- Task directions: Using the data beneath this instruction, retype only the lines from the one that contains "compiled template program." down to the one that contains "Whether the expression", both included, exactly as they appear.
╭─ Task inputs
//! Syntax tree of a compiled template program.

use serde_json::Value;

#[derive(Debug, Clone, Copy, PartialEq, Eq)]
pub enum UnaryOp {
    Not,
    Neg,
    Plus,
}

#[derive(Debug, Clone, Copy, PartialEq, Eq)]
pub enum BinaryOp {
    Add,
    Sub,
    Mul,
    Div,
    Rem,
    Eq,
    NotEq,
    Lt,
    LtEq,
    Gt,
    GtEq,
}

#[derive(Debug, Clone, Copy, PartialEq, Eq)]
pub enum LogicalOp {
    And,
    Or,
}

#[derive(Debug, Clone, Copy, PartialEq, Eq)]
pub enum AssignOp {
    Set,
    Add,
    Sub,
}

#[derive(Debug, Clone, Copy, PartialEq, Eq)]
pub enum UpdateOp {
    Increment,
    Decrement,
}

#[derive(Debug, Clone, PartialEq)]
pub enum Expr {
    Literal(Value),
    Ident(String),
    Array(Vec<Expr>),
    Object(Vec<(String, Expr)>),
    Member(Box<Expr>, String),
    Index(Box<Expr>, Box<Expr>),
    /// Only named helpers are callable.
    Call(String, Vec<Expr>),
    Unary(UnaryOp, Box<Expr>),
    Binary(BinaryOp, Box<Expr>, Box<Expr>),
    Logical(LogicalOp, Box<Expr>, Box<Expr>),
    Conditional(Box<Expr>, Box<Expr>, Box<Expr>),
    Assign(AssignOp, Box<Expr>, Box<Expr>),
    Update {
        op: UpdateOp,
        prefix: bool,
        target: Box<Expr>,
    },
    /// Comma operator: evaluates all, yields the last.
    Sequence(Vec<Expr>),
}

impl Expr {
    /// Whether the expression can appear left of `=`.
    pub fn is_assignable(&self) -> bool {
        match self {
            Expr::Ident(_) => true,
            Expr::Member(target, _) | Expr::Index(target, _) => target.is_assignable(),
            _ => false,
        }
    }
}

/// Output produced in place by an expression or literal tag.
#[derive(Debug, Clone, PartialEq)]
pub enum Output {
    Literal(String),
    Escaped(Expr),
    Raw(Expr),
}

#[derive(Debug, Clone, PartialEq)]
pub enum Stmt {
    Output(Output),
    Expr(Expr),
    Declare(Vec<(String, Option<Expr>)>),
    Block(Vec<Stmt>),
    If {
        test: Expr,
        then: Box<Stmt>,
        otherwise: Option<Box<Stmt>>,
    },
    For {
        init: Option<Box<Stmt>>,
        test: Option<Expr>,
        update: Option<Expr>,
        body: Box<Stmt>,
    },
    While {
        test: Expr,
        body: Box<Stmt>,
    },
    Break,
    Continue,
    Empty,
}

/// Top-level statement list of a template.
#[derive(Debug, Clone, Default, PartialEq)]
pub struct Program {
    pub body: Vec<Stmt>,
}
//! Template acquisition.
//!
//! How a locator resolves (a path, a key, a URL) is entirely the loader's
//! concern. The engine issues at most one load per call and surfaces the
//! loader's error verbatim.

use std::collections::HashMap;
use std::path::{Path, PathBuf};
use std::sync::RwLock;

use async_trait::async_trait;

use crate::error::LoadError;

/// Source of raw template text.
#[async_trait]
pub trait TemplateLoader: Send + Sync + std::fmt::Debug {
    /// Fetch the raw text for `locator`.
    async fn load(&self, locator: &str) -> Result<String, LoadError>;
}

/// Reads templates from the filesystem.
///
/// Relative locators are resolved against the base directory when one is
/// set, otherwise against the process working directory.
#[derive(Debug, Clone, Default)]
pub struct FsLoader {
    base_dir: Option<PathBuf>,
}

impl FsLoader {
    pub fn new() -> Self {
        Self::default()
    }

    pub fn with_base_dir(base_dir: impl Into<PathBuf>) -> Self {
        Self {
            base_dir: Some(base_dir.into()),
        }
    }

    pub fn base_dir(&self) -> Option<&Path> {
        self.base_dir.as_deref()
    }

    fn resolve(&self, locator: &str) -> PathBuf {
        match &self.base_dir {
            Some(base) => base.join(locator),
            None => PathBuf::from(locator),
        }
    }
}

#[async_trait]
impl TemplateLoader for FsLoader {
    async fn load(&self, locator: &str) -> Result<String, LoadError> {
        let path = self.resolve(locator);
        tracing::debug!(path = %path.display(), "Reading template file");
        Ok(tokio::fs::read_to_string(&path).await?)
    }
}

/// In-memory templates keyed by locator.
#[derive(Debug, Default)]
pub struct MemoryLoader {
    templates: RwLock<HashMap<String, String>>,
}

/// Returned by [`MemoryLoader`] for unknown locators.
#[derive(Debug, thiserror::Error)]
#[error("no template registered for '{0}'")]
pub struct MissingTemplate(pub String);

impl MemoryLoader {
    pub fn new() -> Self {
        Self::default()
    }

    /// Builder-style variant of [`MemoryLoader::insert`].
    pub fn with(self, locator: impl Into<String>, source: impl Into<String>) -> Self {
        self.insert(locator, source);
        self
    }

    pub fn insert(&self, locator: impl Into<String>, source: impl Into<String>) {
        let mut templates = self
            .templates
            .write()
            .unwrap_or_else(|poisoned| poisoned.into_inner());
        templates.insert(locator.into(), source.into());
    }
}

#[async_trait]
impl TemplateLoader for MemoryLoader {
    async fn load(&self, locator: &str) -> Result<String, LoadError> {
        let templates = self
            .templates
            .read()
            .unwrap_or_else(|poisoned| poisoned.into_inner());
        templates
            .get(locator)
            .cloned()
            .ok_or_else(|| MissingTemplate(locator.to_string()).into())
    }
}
╰─
╭─ Task inputs
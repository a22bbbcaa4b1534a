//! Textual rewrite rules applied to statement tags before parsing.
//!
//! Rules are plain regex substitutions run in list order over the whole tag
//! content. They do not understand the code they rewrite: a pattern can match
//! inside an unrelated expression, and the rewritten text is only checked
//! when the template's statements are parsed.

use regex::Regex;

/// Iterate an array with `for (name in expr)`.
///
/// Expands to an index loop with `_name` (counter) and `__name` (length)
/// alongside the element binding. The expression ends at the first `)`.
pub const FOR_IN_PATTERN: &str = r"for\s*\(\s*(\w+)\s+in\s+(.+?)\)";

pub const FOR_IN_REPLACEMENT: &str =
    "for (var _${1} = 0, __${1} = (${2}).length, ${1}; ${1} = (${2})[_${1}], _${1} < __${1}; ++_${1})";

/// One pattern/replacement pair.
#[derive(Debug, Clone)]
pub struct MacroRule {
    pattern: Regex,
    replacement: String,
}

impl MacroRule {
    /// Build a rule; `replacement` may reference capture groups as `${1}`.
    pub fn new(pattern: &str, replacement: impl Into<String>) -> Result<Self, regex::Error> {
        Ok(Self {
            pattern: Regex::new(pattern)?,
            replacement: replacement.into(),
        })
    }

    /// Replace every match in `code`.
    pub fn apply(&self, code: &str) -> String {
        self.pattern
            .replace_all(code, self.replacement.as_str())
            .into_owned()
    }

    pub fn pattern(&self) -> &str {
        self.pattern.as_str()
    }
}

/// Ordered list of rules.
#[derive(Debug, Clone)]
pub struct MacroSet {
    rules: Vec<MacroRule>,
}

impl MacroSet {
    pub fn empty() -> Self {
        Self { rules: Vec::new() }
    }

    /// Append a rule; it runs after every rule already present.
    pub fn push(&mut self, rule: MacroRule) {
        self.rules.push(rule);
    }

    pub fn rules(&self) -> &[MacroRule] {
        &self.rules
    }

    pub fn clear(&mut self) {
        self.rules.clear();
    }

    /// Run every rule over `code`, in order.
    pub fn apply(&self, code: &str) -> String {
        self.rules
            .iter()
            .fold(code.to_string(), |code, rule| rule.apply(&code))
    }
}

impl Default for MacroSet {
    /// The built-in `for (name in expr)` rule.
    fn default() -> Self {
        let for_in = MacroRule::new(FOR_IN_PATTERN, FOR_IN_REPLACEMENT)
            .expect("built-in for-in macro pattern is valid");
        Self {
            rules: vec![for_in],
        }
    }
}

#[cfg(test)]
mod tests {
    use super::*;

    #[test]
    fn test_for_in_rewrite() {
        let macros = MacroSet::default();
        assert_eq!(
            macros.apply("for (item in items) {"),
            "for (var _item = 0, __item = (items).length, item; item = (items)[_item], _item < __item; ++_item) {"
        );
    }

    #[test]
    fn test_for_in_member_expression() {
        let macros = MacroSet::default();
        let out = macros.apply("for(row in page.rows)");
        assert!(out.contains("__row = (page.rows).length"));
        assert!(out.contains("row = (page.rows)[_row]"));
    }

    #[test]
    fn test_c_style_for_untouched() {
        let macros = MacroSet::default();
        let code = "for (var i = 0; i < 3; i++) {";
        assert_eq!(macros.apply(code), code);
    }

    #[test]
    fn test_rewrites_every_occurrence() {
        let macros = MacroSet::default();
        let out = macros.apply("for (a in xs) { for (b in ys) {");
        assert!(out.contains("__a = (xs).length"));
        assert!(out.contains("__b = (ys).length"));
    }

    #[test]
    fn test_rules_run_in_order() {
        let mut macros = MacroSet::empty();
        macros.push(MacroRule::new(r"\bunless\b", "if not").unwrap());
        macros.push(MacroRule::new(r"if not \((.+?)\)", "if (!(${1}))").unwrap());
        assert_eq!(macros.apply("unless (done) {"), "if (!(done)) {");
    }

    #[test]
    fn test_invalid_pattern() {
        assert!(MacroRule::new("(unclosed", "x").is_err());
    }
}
╰─
- Solution for this task:
//! Syntax tree of a compiled template program.

use serde_json::Value;

#[derive(Debug, Clone, Copy, PartialEq, Eq)]
pub enum UnaryOp {
    Not,
    Neg,
    Plus,
}

#[derive(Debug, Clone, Copy, PartialEq, Eq)]
pub enum BinaryOp {
    Add,
    Sub,
    Mul,
    Div,
    Rem,
    Eq,
    NotEq,
    Lt,
    LtEq,
    Gt,
    GtEq,
}

#[derive(Debug, Clone, Copy, PartialEq, Eq)]
pub enum LogicalOp {
    And,
    Or,
}

#[derive(Debug, Clone, Copy, PartialEq, Eq)]
pub enum AssignOp {
    Set,
    Add,
    Sub,
}

#[derive(Debug, Clone, Copy, PartialEq, Eq)]
pub enum UpdateOp {
    Increment,
    Decrement,
}

#[derive(Debug, Clone, PartialEq)]
pub enum Expr {
    Literal(Value),
    Ident(String),
    Array(Vec<Expr>),
    Object(Vec<(String, Expr)>),
    Member(Box<Expr>, String),
    Index(Box<Expr>, Box<Expr>),
    /// Only named helpers are callable.
    Call(String, Vec<Expr>),
    Unary(UnaryOp, Box<Expr>),
    Binary(BinaryOp, Box<Expr>, Box<Expr>),
    Logical(LogicalOp, Box<Expr>, Box<Expr>),
    Conditional(Box<Expr>, Box<Expr>, Box<Expr>),
    Assign(AssignOp, Box<Expr>, Box<Expr>),
    Update {
        op: UpdateOp,
        prefix: bool,
        target: Box<Expr>,
    },
    /// Comma operator: evaluates all, yields the last.
    Sequence(Vec<Expr>),
}

impl Expr {
    /// Whether the expression can appear left of `=`.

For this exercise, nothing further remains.